Field is a set $F$ with two operations: $\cdot, +;$ stated as multiplication and addition respectively.
It is a commutative group under addition, and commutative group under multiplication for non-zero elements; and has the distributive property that links the two operations.

It has additive identity, also shown as: $0,$ and the multiplicative identity, also shown as: $1.$ Though the sense for the two identities, can be quite different than the usual algebraic meaning (like, say in $Z$) of $0, 1;$ based on the domain of the problem at hand.

Let the field $F$ have more than one elements, and let $a\in F$ be not an additive identity.

Then, the property $a\cdot 0 = 0$ seems to be not derived by any of the $11$ axioms (five axioms, each for the addition & multiplication operations, & one for the distributive property for the two operations).
If not, please show using which of the axioms of the field, is the given property (also stated as: 'multiplicative property of the additive identity') derived.

Answer 1

The formula of your question follows from the following axioms of fields:

1. Associativity of the sum: $\forall x,y,z\in F$, $(x+y)+z=x+(y+z)$.
2. Existence of the additive identity: $\forall x\in F$, $0+x=x+0=x$.
3. Existence of additive inverse: $\forall x\in F$, $\exists y\in F$ (denoted as $-x$) such that $x+(-x)=0$.
4. Distributive property: $\forall x,y,z\in F$, $(x+y)\cdot z=x\cdot z+y\cdot z$ and $x\cdot(y+z)=x\cdot y +x\cdot z$.

Now, take any element $a\in F$. By Axiom 2 taking $x=0$ we obtain the equality $0+0=0$. Hence, $$a\cdot0=a\cdot(0+0).$$ By Axiom 4, we can distribute this sum as follows: $$a(0+0)=a\cdot0+a\cdot0.$$ Hence, we get that $a\cdot0=a\cdot0+a\cdot0$. By Axiom 3, there exists the additive inverse $-a\cdot 0\in F$ satisfying $a\cdot0+(-a\cdot 0)=0$. Adding up in both sides of the equiality, we get $$0=a\cdot0+(-a\cdot 0)=(a\cdot0+a\cdot0)+(-a\cdot 0).$$ Finally, by Axiom 1, we can move the parenthesis conveniently, so that $$(a\cdot0+a\cdot0)+(-a\cdot 0)=a\cdot0+(a\cdot0+(-a\cdot 0))=a\cdot0+0=a\cdot0.$$ This proves that $a\cdot0=0$ using only four of the eleven axioms of fields.

Remark: On the one hand, since we did not use any commutative axiom for the product, this proves that the equality is satisfied for non-commutative rings.

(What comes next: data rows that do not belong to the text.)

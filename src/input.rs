// Copyright (C) 2025  Tom Waddington
//
// This program is free software: you can redistribute it and/or modify
// it under the terms of the GNU Affero General Public License as published
// by the Free Software Foundation, either version 3 of the License, or
// (at your option) any later version.
//
// This program is distributed in the hope that it will be useful,
// but WITHOUT ANY WARRANTY; without even the implied warranty of
// MERCHANTABILITY or FITNESS FOR A PARTICULAR PURPOSE.  See the
// GNU Affero General Public License for more details.
//
// You should have received a copy of the GNU Affero General Public License
// along with this program.  If not, see <https://www.gnu.org/licenses/>.

//! Input sources for capture sessions
//!
//! Two sources feed the same state machine: a global OS hook that lets clicks
//! pass through to other applications, and the terminal itself as a scoped
//! capture surface

use crossterm::event::{
    self, DisableMouseCapture, EnableMouseCapture, Event, KeyCode, KeyEvent, KeyEventKind,
    KeyboardEnhancementFlags, ModifierKeyCode, MouseButton, MouseEvent, MouseEventKind,
    PopKeyboardEnhancementFlags, PushKeyboardEnhancementFlags,
};
use crossterm::execute;
use crossterm::terminal::{disable_raw_mode, enable_raw_mode, supports_keyboard_enhancement};
use enigo::{Enigo, Mouse, Settings};
use rdev::{Button, EventType, Key};
use std::io::{IsTerminal, Write};
use std::sync::{
    Arc,
    atomic::{AtomicBool, Ordering},
};
use std::thread;
use std::time::Duration;
use tokio::sync::mpsc::{self, UnboundedSender};
use tracing::{debug, error, info, trace};

use crate::capture::{CaptureSession, CaptureView, InputEvent, PointerButton, TrajectoryLine};
use crate::error::Result;
use crate::types::ActionPoint;

/// Delivers raw pointer and modifier events to a capture session.
pub trait EventSource {
    fn start(&mut self, events: UnboundedSender<InputEvent>) -> Result<()>;

    fn stop(&mut self);
}

/// Runs a capture session over `source` until it reports `Exit`.
pub async fn record<S, V>(source: &mut S, view: V) -> Result<Vec<ActionPoint>>
where
    S: EventSource + ?Sized,
    V: CaptureView,
{
    let (tx, mut rx) = mpsc::unbounded_channel();
    source.start(tx)?;
    info!("Capture started, press Esc to finish");

    let mut session = CaptureSession::new(view);
    while let Some(event) = rx.recv().await {
        if event == InputEvent::Exit {
            break;
        }
        session.handle(event);
    }

    source.stop();
    let points = session.finish();
    info!(points = points.len(), "Capture finished");
    Ok(points)
}

/// Global hook over all pointer and keyboard input, via `rdev`.
#[derive(Default)]
pub struct GlobalHook {
    stop: Arc<AtomicBool>,
}

impl GlobalHook {
    pub fn new() -> Self {
        Self::default()
    }
}

fn hook_button(button: &Button) -> Option<PointerButton> {
    match button {
        Button::Left => Some(PointerButton::Left),
        Button::Right => Some(PointerButton::Right),
        Button::Middle => Some(PointerButton::Middle),
        Button::Unknown(_) => None,
    }
}

/// Screen position of the OS cursor, in the same pixel space the injector replays into.
fn cursor_location(enigo: &Enigo) -> Option<(i32, i32)> {
    match enigo.location() {
        Ok(location) => Some(location),
        Err(e) => {
            debug!(error = %e, "Cursor position unavailable");
            None
        }
    }
}

fn cursor_reader() -> Option<Enigo> {
    match Enigo::new(&Settings::default()) {
        Ok(enigo) => Some(enigo),
        Err(e) => {
            error!(error = %e, "Cannot read the cursor position");
            None
        }
    }
}

// rdev reports buttons without a position, so the last known one is tracked
// here. Buttons are dropped until a position is known.
fn translate_hook(event: &EventType, position: &mut Option<(i32, i32)>) -> Option<InputEvent> {
    match event {
        EventType::MouseMove { x, y } => {
            let (x, y) = (*x as i32, *y as i32);
            *position = Some((x, y));
            Some(InputEvent::Move { x, y })
        }
        EventType::ButtonPress(button) => {
            let (x, y) = (*position)?;
            hook_button(button).map(|button| InputEvent::ButtonDown { x, y, button })
        }
        EventType::ButtonRelease(button) => {
            let (x, y) = (*position)?;
            hook_button(button).map(|button| InputEvent::ButtonUp { x, y, button })
        }
        EventType::KeyPress(Key::ControlLeft | Key::ControlRight) => Some(InputEvent::ModifierDown),
        EventType::KeyRelease(Key::ControlLeft | Key::ControlRight) => Some(InputEvent::ModifierUp),
        EventType::KeyPress(Key::Escape) => Some(InputEvent::Exit),
        _ => None,
    }
}

impl EventSource for GlobalHook {
    fn start(&mut self, events: UnboundedSender<InputEvent>) -> Result<()> {
        self.stop.store(false, Ordering::SeqCst);
        let stop = Arc::clone(&self.stop);
        let on_failure = events.clone();

        thread::Builder::new()
            .name("input-hook".to_string())
            .spawn(move || {
                let mut position = cursor_reader().as_ref().and_then(cursor_location);
                let result = rdev::listen(move |event| {
                    if stop.load(Ordering::SeqCst) {
                        return;
                    }
                    if let Some(input) = translate_hook(&event.event_type, &mut position) {
                        let _ = events.send(input);
                    }
                });
                if let Err(e) = result {
                    error!(error = ?e, "Global input hook failed");
                    let _ = on_failure.send(InputEvent::Exit);
                }
            })?;

        debug!("Global input hook started");
        Ok(())
    }

    fn stop(&mut self) {
        // rdev cannot be unhooked; the listener stays installed but goes quiet
        self.stop.store(true, Ordering::SeqCst);
        debug!("Global input hook stopped");
    }
}

// RAII guard for terminal raw mode - only enables if stdout is a TTY
struct RawModeGuard {
    enabled: bool,
}

impl RawModeGuard {
    fn new() -> Result<Self> {
        let enabled = if std::io::stdout().is_terminal() {
            enable_raw_mode()?;
            true
        } else {
            false
        };
        Ok(RawModeGuard { enabled })
    }
}

impl Drop for RawModeGuard {
    fn drop(&mut self) {
        if self.enabled {
            let _ = disable_raw_mode();
        }
    }
}

/// The terminal window as a capture surface, via `crossterm` mouse reporting.
/// Terminal mouse events only trigger a capture; the recorded position is the
/// OS cursor's screen position at that moment.
#[derive(Default)]
pub struct TerminalSurface {
    stop: Arc<AtomicBool>,
    reader: Option<thread::JoinHandle<()>>,
    enhanced_keys: bool,
    raw_mode: Option<RawModeGuard>,
}

impl TerminalSurface {
    pub fn new() -> Self {
        Self::default()
    }
}

fn terminal_button(button: MouseButton) -> PointerButton {
    match button {
        MouseButton::Left => PointerButton::Left,
        MouseButton::Right => PointerButton::Right,
        MouseButton::Middle => PointerButton::Middle,
    }
}

fn translate_terminal(
    event: &Event,
    cursor: impl FnOnce() -> Option<(i32, i32)>,
) -> Option<InputEvent> {
    match event {
        Event::Mouse(MouseEvent { kind, .. }) => match kind {
            MouseEventKind::Down(button) => {
                let (x, y) = cursor()?;
                Some(InputEvent::ButtonDown {
                    x,
                    y,
                    button: terminal_button(*button),
                })
            }
            MouseEventKind::Up(button) => {
                let (x, y) = cursor()?;
                Some(InputEvent::ButtonUp {
                    x,
                    y,
                    button: terminal_button(*button),
                })
            }
            MouseEventKind::Drag(_) | MouseEventKind::Moved => {
                let (x, y) = cursor()?;
                Some(InputEvent::Move { x, y })
            }
            _ => None,
        },
        Event::Key(KeyEvent { code, kind, .. }) => match (code, kind) {
            (KeyCode::Esc | KeyCode::Char('q'), KeyEventKind::Press) => Some(InputEvent::Exit),
            (
                KeyCode::Modifier(ModifierKeyCode::LeftControl | ModifierKeyCode::RightControl),
                KeyEventKind::Press,
            ) => Some(InputEvent::ModifierDown),
            (
                KeyCode::Modifier(ModifierKeyCode::LeftControl | ModifierKeyCode::RightControl),
                KeyEventKind::Release,
            ) => Some(InputEvent::ModifierUp),
            _ => None,
        },
        _ => None,
    }
}

impl EventSource for TerminalSurface {
    fn start(&mut self, events: UnboundedSender<InputEvent>) -> Result<()> {
        self.raw_mode = Some(RawModeGuard::new()?);

        let mut stdout = std::io::stdout();
        execute!(stdout, EnableMouseCapture)?;
        // Modifier press/release is only reported with the enhanced keyboard protocol
        self.enhanced_keys = supports_keyboard_enhancement().unwrap_or(false);
        if self.enhanced_keys {
            execute!(
                stdout,
                PushKeyboardEnhancementFlags(
                    KeyboardEnhancementFlags::DISAMBIGUATE_ESCAPE_CODES
                        | KeyboardEnhancementFlags::REPORT_EVENT_TYPES
                        | KeyboardEnhancementFlags::REPORT_ALL_KEYS_AS_ESCAPE_CODES
                )
            )?;
        } else {
            info!("Terminal does not report modifier keys; move gestures are unavailable");
        }

        debug!("Terminal capture surface started");

        self.stop.store(false, Ordering::SeqCst);
        let stop = Arc::clone(&self.stop);
        let reader = thread::Builder::new()
            .name("terminal-input".to_string())
            .spawn(move || {
                let Some(enigo) = cursor_reader() else {
                    return;
                };
                while !stop.load(Ordering::SeqCst) {
                    match event::poll(Duration::from_millis(100)) {
                        Ok(false) => continue,
                        Ok(true) => {}
                        Err(e) => {
                            error!(error = %e, "Terminal input failed");
                            break;
                        }
                    }
                    let event = match event::read() {
                        Ok(event) => event,
                        Err(e) => {
                            error!(error = %e, "Terminal input failed");
                            break;
                        }
                    };
                    trace!(?event, "Terminal event");
                    if let Some(input) = translate_terminal(&event, || cursor_location(&enigo)) {
                        let exit = input == InputEvent::Exit;
                        if events.send(input).is_err() || exit {
                            break;
                        }
                    }
                }
            })?;
        self.reader = Some(reader);
        Ok(())
    }

    fn stop(&mut self) {
        self.stop.store(true, Ordering::SeqCst);
        if let Some(handle) = self.reader.take() {
            let _ = handle.join();
        }

        let mut stdout = std::io::stdout();
        if self.enhanced_keys {
            let _ = execute!(stdout, PopKeyboardEnhancementFlags);
            self.enhanced_keys = false;
        }
        let _ = execute!(stdout, DisableMouseCapture);
        self.raw_mode = None;
        debug!("Terminal capture surface stopped");
    }
}

impl Drop for TerminalSurface {
    fn drop(&mut self) {
        if self.raw_mode.is_some() {
            self.stop();
        }
    }
}

/// Renders capture feedback as text lines.
pub struct ConsoleView<W: Write> {
    out: W,
}

impl ConsoleView<std::io::Stderr> {
    pub fn stderr() -> Self {
        Self {
            out: std::io::stderr(),
        }
    }
}

impl<W: Write> ConsoleView<W> {
    pub fn new(out: W) -> Self {
        Self { out }
    }

    pub fn into_inner(self) -> W {
        self.out
    }

    // Raw mode may be on, so lines end in \r\n
    fn line(&mut self, text: std::fmt::Arguments<'_>) {
        let _ = write!(self.out, "{text}\r\n");
        let _ = self.out.flush();
    }
}

impl<W: Write> CaptureView for ConsoleView<W> {
    fn marker_created(&mut self, number: usize, point: &ActionPoint) {
        self.line(format_args!("({number}) {} at {}, {}", point.kind, point.x, point.y));
    }

    fn marker_updated(&mut self, number: usize, point: &ActionPoint) {
        self.line(format_args!("({number}) -> {}", point.kind));
    }

    fn line_updated(&mut self, line: &TrajectoryLine) {
        trace!(?line, "Trajectory preview");
    }

    fn line_finished(&mut self, line: &TrajectoryLine) {
        self.line(format_args!(
            "    {:.0}, {:.0} ---> {:.0}, {:.0}",
            line.x1, line.y1, line.x2, line.y2
        ));
    }

    fn line_removed(&mut self) {}
}
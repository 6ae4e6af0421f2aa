// Copyright (C) 2025  Tom Waddington
//
// This program is free software: you can redistribute it and/or modify
// it under the terms of the GNU Affero General Public License as published
// by the Free Software Foundation, either version 3 of the License, or
// (at your option) any later version.
//
// This program is distributed in the hope that it will be useful,
// but WITHOUT ANY WARRANTY; without even the implied warranty of
// MERCHANTABILITY or FITNESS FOR A PARTICULAR PURPOSE.  See the
// GNU Affero General Public License for more details.
//
// You should have received a copy of the GNU Affero General Public License
// along with this program.  If not, see <https://www.gnu.org/licenses/>.

//! Record pointer gestures as a sequence of action points and replay them

pub mod capture;
pub mod controller;
pub mod error;
pub mod injector;
pub mod input;
pub mod parser;
pub mod playback;
pub mod types;

pub use error::{Error, Result};
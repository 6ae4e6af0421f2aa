// Copyright (C) 2025  Tom Waddington
//
// This program is free software: you can redistribute it and/or modify
// it under the terms of the GNU Affero General Public License as published
// by the Free Software Foundation, either version 3 of the License, or
// (at your option) any later version.
//
// This program is distributed in the hope that it will be useful,
// but WITHOUT ANY WARRANTY; without even the implied warranty of
// MERCHANTABILITY or FITNESS FOR A PARTICULAR PURPOSE.  See the
// GNU Affero General Public License for more details.
//
// You should have received a copy of the GNU Affero General Public License
// along with this program.  If not, see <https://www.gnu.org/licenses/>.

//! Point capture state machine
//!
//! Turns a stream of pointer and modifier events into an ordered list of
//! action points. A press and release closer than [`MIN_DRAG_DISTANCE`]
//! records a single point; anything further records a start and an end point.
//! The machine does not care where events come from, see [`crate::input`].

use tracing::{debug, trace};

use crate::types::{ActionKind, ActionPoint};

/// Press/release pairs further apart than this are drags.
pub const MIN_DRAG_DISTANCE: f64 = 10.0;

/// Radius of a rendered marker; trajectory lines stop at the marker edge.
pub const MARKER_RADIUS: f64 = 15.0;

#[derive(Debug, Clone, Copy, PartialEq, Eq)]
pub enum PointerButton {
    Left,
    Right,
    Middle,
}

#[derive(Debug, Clone, Copy, PartialEq, Eq)]
pub enum InputEvent {
    ButtonDown { x: i32, y: i32, button: PointerButton },
    ButtonUp { x: i32, y: i32, button: PointerButton },
    Move { x: i32, y: i32 },
    ModifierDown,
    ModifierUp,
    // Close the capture session
    Exit,
}

#[derive(Debug, Clone, Copy, PartialEq)]
pub struct TrajectoryLine {
    pub x1: f64,
    pub y1: f64,
    pub x2: f64,
    pub y2: f64,
}

impl TrajectoryLine {
    /// Line from `start` toward `(x, y)`, pulled in by `start_offset` and `end_offset`.
    pub fn between(start: &ActionPoint, x: i32, y: i32, start_offset: f64, end_offset: f64) -> Self {
        let (sin, cos) = start.angle_to(x, y).sin_cos();
        Self {
            x1: f64::from(start.x) + cos * start_offset,
            y1: f64::from(start.y) + sin * start_offset,
            x2: f64::from(x) - cos * end_offset,
            y2: f64::from(y) - sin * end_offset,
        }
    }
}

/// Receives the visual side effects of a capture session.
pub trait CaptureView {
    /// A new numbered marker (1-based) at the point, styled by its kind.
    fn marker_created(&mut self, number: usize, point: &ActionPoint);
    /// The kind of an existing marker changed.
    fn marker_updated(&mut self, number: usize, point: &ActionPoint);
    fn line_updated(&mut self, line: &TrajectoryLine);
    fn line_finished(&mut self, line: &TrajectoryLine);
    fn line_removed(&mut self);
}

#[derive(Debug, Clone, Copy, PartialEq, Eq)]
enum Intent {
    Click(PointerButton),
    Move,
}

#[derive(Debug, Clone, Copy, PartialEq, Eq)]
enum Mode {
    Idle,
    Tracking { intent: Intent, start: usize },
}

pub struct CaptureSession<V: CaptureView> {
    view: V,
    points: Vec<ActionPoint>,
    mode: Mode,
    last_position: (i32, i32),
}

impl<V: CaptureView> CaptureSession<V> {
    pub fn new(view: V) -> Self {
        Self {
            view,
            points: Vec::new(),
            mode: Mode::Idle,
            last_position: (0, 0),
        }
    }

    pub fn points(&self) -> &[ActionPoint] {
        &self.points
    }

    pub fn is_tracking(&self) -> bool {
        matches!(self.mode, Mode::Tracking { .. })
    }

    pub fn view(&self) -> &V {
        &self.view
    }

    pub fn handle(&mut self, event: InputEvent) {
        match (self.mode, event) {
            (_, InputEvent::Move { x, y }) => {
                self.last_position = (x, y);
                if let Mode::Tracking { start, .. } = self.mode {
                    let line = TrajectoryLine::between(&self.points[start], x, y, MARKER_RADIUS, 0.0);
                    self.view.line_updated(&line);
                }
            }
            (Mode::Idle, InputEvent::ButtonDown { x, y, button: PointerButton::Left }) => {
                self.last_position = (x, y);
                self.begin(Intent::Click(PointerButton::Left), ActionKind::Press);
            }
            (Mode::Idle, InputEvent::ModifierDown) => {
                self.begin(Intent::Move, ActionKind::Move);
            }
            (Mode::Tracking { intent: Intent::Click(held), start }, InputEvent::ButtonUp { x, y, button })
                if held == button =>
            {
                self.last_position = (x, y);
                self.resolve(Intent::Click(held), start);
            }
            (Mode::Tracking { intent: Intent::Move, start }, InputEvent::ModifierUp) => {
                self.resolve(Intent::Move, start);
            }
            (_, InputEvent::Exit) => {}
            (mode, event) => {
                trace!(?mode, ?event, "Ignoring capture event");
            }
        }
    }

    fn begin(&mut self, intent: Intent, kind: ActionKind) {
        let (x, y) = self.last_position;
        let point = ActionPoint::new(x, y, kind);
        self.points.push(point);
        let start = self.points.len() - 1;
        self.mode = Mode::Tracking { intent, start };

        debug!(number = start + 1, x, y, ?intent, "Gesture started");
        self.view.marker_created(start + 1, &point);
        let line = TrajectoryLine::between(&point, x, y, MARKER_RADIUS, 0.0);
        self.view.line_updated(&line);
    }

    fn resolve(&mut self, intent: Intent, start: usize) {
        let (x, y) = self.last_position;
        let origin = self.points[start];

        if origin.distance_to(x, y) > MIN_DRAG_DISTANCE {
            let kind = match intent {
                Intent::Click(_) => ActionKind::Release,
                Intent::Move => ActionKind::Move,
            };
            let end = ActionPoint::new(x, y, kind);
            self.points.push(end);

            debug!(number = self.points.len(), x, y, "Gesture ended as drag");
            self.view.marker_created(self.points.len(), &end);
            let line = TrajectoryLine::between(&origin, x, y, MARKER_RADIUS, MARKER_RADIUS);
            self.view.line_finished(&line);
        } else {
            let point = &mut self.points[start];
            point.kind = match intent {
                Intent::Click(_) => ActionKind::PressAndRelease,
                Intent::Move => ActionKind::Move,
            };

            debug!(number = start + 1, "Gesture ended in place");
            self.view.line_removed();
            self.view.marker_updated(start + 1, point);
        }

        self.mode = Mode::Idle;
    }

    /// Ends the session. A gesture still in flight resolves at the last known position.
    pub fn finish(mut self) -> Vec<ActionPoint> {
        if let Mode::Tracking { intent, start } = self.mode {
            self.resolve(intent, start);
        }
        self.points
    }
}

#[cfg(test)]
pub(crate) mod tests {
    use super::*;

    #[derive(Debug, Clone, PartialEq)]
    pub(crate) enum Drawn {
        Marker(usize, ActionPoint),
        Restyled(usize, ActionPoint),
        Line(TrajectoryLine),
        Finished(TrajectoryLine),
        Removed,
    }

    #[derive(Default)]
    pub(crate) struct RecordingView {
        pub drawn: Vec<Drawn>,
    }

    impl CaptureView for RecordingView {
        fn marker_created(&mut self, number: usize, point: &ActionPoint) {
            self.drawn.push(Drawn::Marker(number, *point));
        }

        fn marker_updated(&mut self, number: usize, point: &ActionPoint) {
            self.drawn.push(Drawn::Restyled(number, *point));
        }

        fn line_updated(&mut self, line: &TrajectoryLine) {
            self.drawn.push(Drawn::Line(*line));
        }

        fn line_finished(&mut self, line: &TrajectoryLine) {
            self.drawn.push(Drawn::Finished(*line));
        }

        fn line_removed(&mut self) {
            self.drawn.push(Drawn::Removed);
        }
    }

    fn down(x: i32, y: i32) -> InputEvent {
        InputEvent::ButtonDown {
            x,
            y,
            button: PointerButton::Left,
        }
    }

    fn up(x: i32, y: i32) -> InputEvent {
        InputEvent::ButtonUp {
            x,
            y,
            button: PointerButton::Left,
        }
    }

    fn capture(events: &[InputEvent]) -> Vec<ActionPoint> {
        let mut session = CaptureSession::new(RecordingView::default());
        for event in events {
            session.handle(*event);
        }
        session.finish()
    }

    #[test]
    fn test_click_in_place() {
        let points = capture(&[down(50, 50), up(52, 51)]);
        assert_eq!(points, vec![ActionPoint::new(50, 50, ActionKind::PressAndRelease)]);
    }

    #[test]
    fn test_drag_records_press_and_release() {
        let points = capture(&[down(50, 50), InputEvent::Move { x: 80, y: 50 }, up(80, 50)]);
        assert_eq!(
            points,
            vec![
                ActionPoint::new(50, 50, ActionKind::Press),
                ActionPoint::new(80, 50, ActionKind::Release),
            ]
        );
    }

    #[test]
    fn test_threshold_is_exclusive() {
        let points = capture(&[down(0, 0), up(10, 0)]);
        assert_eq!(points.len(), 1);
        assert_eq!(points[0].kind, ActionKind::PressAndRelease);

        let points = capture(&[down(0, 0), up(11, 0)]);
        assert_eq!(points.len(), 2);
    }

    #[test]
    fn test_modifier_in_place_records_move() {
        let points = capture(&[
            InputEvent::Move { x: 200, y: 300 },
            InputEvent::ModifierDown,
            InputEvent::Move { x: 203, y: 300 },
            InputEvent::ModifierUp,
        ]);
        assert_eq!(points, vec![ActionPoint::new(200, 300, ActionKind::Move)]);
    }

    #[test]
    fn test_modifier_drag_records_two_moves() {
        let points = capture(&[
            InputEvent::Move { x: 10, y: 10 },
            InputEvent::ModifierDown,
            InputEvent::Move { x: 100, y: 100 },
            InputEvent::ModifierUp,
        ]);
        assert_eq!(
            points,
            vec![
                ActionPoint::new(10, 10, ActionKind::Move),
                ActionPoint::new(100, 100, ActionKind::Move),
            ]
        );
    }

    #[test]
    fn test_spurious_events_are_ignored() {
        let points = capture(&[
            up(5, 5),
            InputEvent::ModifierUp,
            down(50, 50),
            // Already tracking, neither starts a second gesture
            down(70, 70),
            InputEvent::ModifierDown,
            // Wrong button and wrong trigger do not end the gesture
            InputEvent::ButtonUp {
                x: 90,
                y: 90,
                button: PointerButton::Right,
            },
            InputEvent::ModifierUp,
            up(50, 50),
        ]);
        assert_eq!(points, vec![ActionPoint::new(50, 50, ActionKind::PressAndRelease)]);
    }

    #[test]
    fn test_non_primary_button_does_not_start() {
        let points = capture(&[
            InputEvent::ButtonDown {
                x: 1,
                y: 1,
                button: PointerButton::Right,
            },
            InputEvent::ButtonUp {
                x: 1,
                y: 1,
                button: PointerButton::Right,
            },
        ]);
        assert!(points.is_empty());
    }

    #[test]
    fn test_sequence_accumulates_in_order() {
        let points = capture(&[
            down(10, 10),
            up(10, 10),
            down(100, 100),
            up(200, 100),
            InputEvent::ModifierDown,
            InputEvent::ModifierUp,
        ]);
        let kinds: Vec<_> = points.iter().map(|p| p.kind).collect();
        assert_eq!(
            kinds,
            vec![
                ActionKind::PressAndRelease,
                ActionKind::Press,
                ActionKind::Release,
                ActionKind::Move,
            ]
        );
        // The modifier gesture starts where the pointer last was
        assert_eq!((points[3].x, points[3].y), (200, 100));
    }

    #[test]
    fn test_finish_resolves_open_gesture() {
        let mut session = CaptureSession::new(RecordingView::default());
        session.handle(down(0, 0));
        session.handle(InputEvent::Move { x: 0, y: 40 });
        assert!(session.is_tracking());

        let points = session.finish();
        assert_eq!(
            points,
            vec![
                ActionPoint::new(0, 0, ActionKind::Press),
                ActionPoint::new(0, 40, ActionKind::Release),
            ]
        );
    }

    #[test]
    fn test_view_receives_markers_and_lines() {
        let mut session = CaptureSession::new(RecordingView::default());
        session.handle(down(0, 0));
        session.handle(InputEvent::Move { x: 100, y: 0 });
        session.handle(up(100, 0));
        session.handle(down(300, 300));
        session.handle(up(300, 300));

        let drawn = &session.view().drawn;
        assert_eq!(drawn[0], Drawn::Marker(1, ActionPoint::new(0, 0, ActionKind::Press)));
        assert!(matches!(drawn[1], Drawn::Line(_)));
        assert_eq!(
            drawn[2],
            Drawn::Line(TrajectoryLine {
                x1: 15.0,
                y1: 0.0,
                x2: 100.0,
                y2: 0.0
            })
        );
        assert_eq!(drawn[3], Drawn::Marker(2, ActionPoint::new(100, 0, ActionKind::Release)));
        assert_eq!(
            drawn[4],
            Drawn::Finished(TrajectoryLine {
                x1: 15.0,
                y1: 0.0,
                x2: 85.0,
                y2: 0.0
            })
        );
        assert_eq!(drawn[5], Drawn::Marker(3, ActionPoint::new(300, 300, ActionKind::Press)));
        assert!(matches!(drawn[6], Drawn::Line(_)));
        assert_eq!(drawn[7], Drawn::Removed);
        assert_eq!(
            drawn[8],
            Drawn::Restyled(3, ActionPoint::new(300, 300, ActionKind::PressAndRelease))
        );
    }

    #[test]
    fn test_trajectory_line_offsets_along_bearing() {
        let start = ActionPoint::new(0, 0, ActionKind::Press);
        let line = TrajectoryLine::between(&start, 0, 100, 10.0, 20.0);
        assert!(line.x1.abs() < 1e-9);
        assert!((line.y1 - 10.0).abs() < 1e-9);
        assert!(line.x2.abs() < 1e-9);
        assert!((line.y2 - 80.0).abs() < 1e-9);
    }
}
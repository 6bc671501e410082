#[cfg(feature = "cli")]
use std::sync::Mutex;
#[cfg(feature = "cli")]
use std::time::{Duration, Instant};
#[cfg(feature = "cli")]
use sysinfo::{Pid, RefreshKind, System};

#[cfg(feature = "cli")]
#[derive(Debug, Clone)]
pub struct SystemStats {
    pub cpu_usage: f32,
    pub memory_usage_mb: u64,
    pub peak_memory_mb: u64,
    pub elapsed_time: Duration,
}

/// 模擬期間的程序資源監控 (CPU / 記憶體 / 耗時)
#[cfg(feature = "cli")]
pub struct SystemMonitor {
    system: Mutex<System>,
    pid: Option<Pid>,
    start_time: Instant,
    peak_memory: Mutex<u64>,
    enabled: bool,
}

#[cfg(feature = "cli")]
impl SystemMonitor {
    pub fn new(enabled: bool) -> Self {
        let mut system = System::new_with_specifics(RefreshKind::everything());

        let pid = match sysinfo::get_current_pid() {
            Ok(pid) => Some(pid),
            Err(e) => {
                tracing::warn!("⚠️ Could not determine current PID, monitoring disabled: {}", e);
                None
            }
        };

        if enabled {
            system.refresh_all();
        }

        Self {
            system: Mutex::new(system),
            pid,
            start_time: Instant::now(),
            peak_memory: Mutex::new(0),
            enabled: enabled && pid.is_some(),
        }
    }

    pub fn get_stats(&self) -> Option<SystemStats> {
        if !self.enabled {
            return None;
        }

        let mut system = self.system.lock().ok()?;
        system.refresh_all();

        let process = system.process(self.pid?)?;
        let memory_mb = process.memory() / 1024 / 1024;

        let mut peak = self.peak_memory.lock().ok()?;
        if memory_mb > *peak {
            *peak = memory_mb;
        }

        Some(SystemStats {
            cpu_usage: process.cpu_usage(),
            memory_usage_mb: memory_mb,
            peak_memory_mb: *peak,
            elapsed_time: self.start_time.elapsed(),
        })
    }

    pub fn log_stats(&self, phase: &str) {
        if let Some(stats) = self.get_stats() {
            tracing::info!(
                "📊 {} - CPU: {:.1}%, Memory: {}MB, Peak: {}MB, Time: {:?}",
                phase,
                stats.cpu_usage,
                stats.memory_usage_mb,
                stats.peak_memory_mb,
                stats.elapsed_time
            );
        }
    }

    pub fn log_final_stats(&self) {
        if let Some(stats) = self.get_stats() {
            tracing::info!(
                "📊 Final Stats - Total Time: {:?}, Peak Memory: {}MB",
                stats.elapsed_time,
                stats.peak_memory_mb
            );
        }
    }

    pub fn is_enabled(&self) -> bool {
        self.enabled
    }
}

#[cfg(feature = "cli")]
impl Default for SystemMonitor {
    fn default() -> Self {
        Self::new(false)
    }
}

// 非 CLI 環境的空實現
#[cfg(not(feature = "cli"))]
pub struct SystemMonitor;

#[cfg(not(feature = "cli"))]
impl SystemMonitor {
    pub fn new(_enabled: bool) -> Self {
        Self
    }

    pub fn log_stats(&self, _phase: &str) {}

    pub fn log_final_stats(&self) {}

    pub fn is_enabled(&self) -> bool {
        false
    }
}

#[cfg(all(test, feature = "cli"))]
mod tests {
    use super::*;

    #[test]
    fn test_disabled_monitor_reports_nothing() {
        let monitor = SystemMonitor::new(false);
        assert!(!monitor.is_enabled());
        assert!(monitor.get_stats().is_none());
    }
}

On the other hand, the commutativity of the sum is neither useful for this proof. To emphasize this idea, and also as a fun fact, the commutative property of addition can also be derived from some of the other axioms (in particular, the existence of identity element for the product, together with the four axioms introduced in this answer).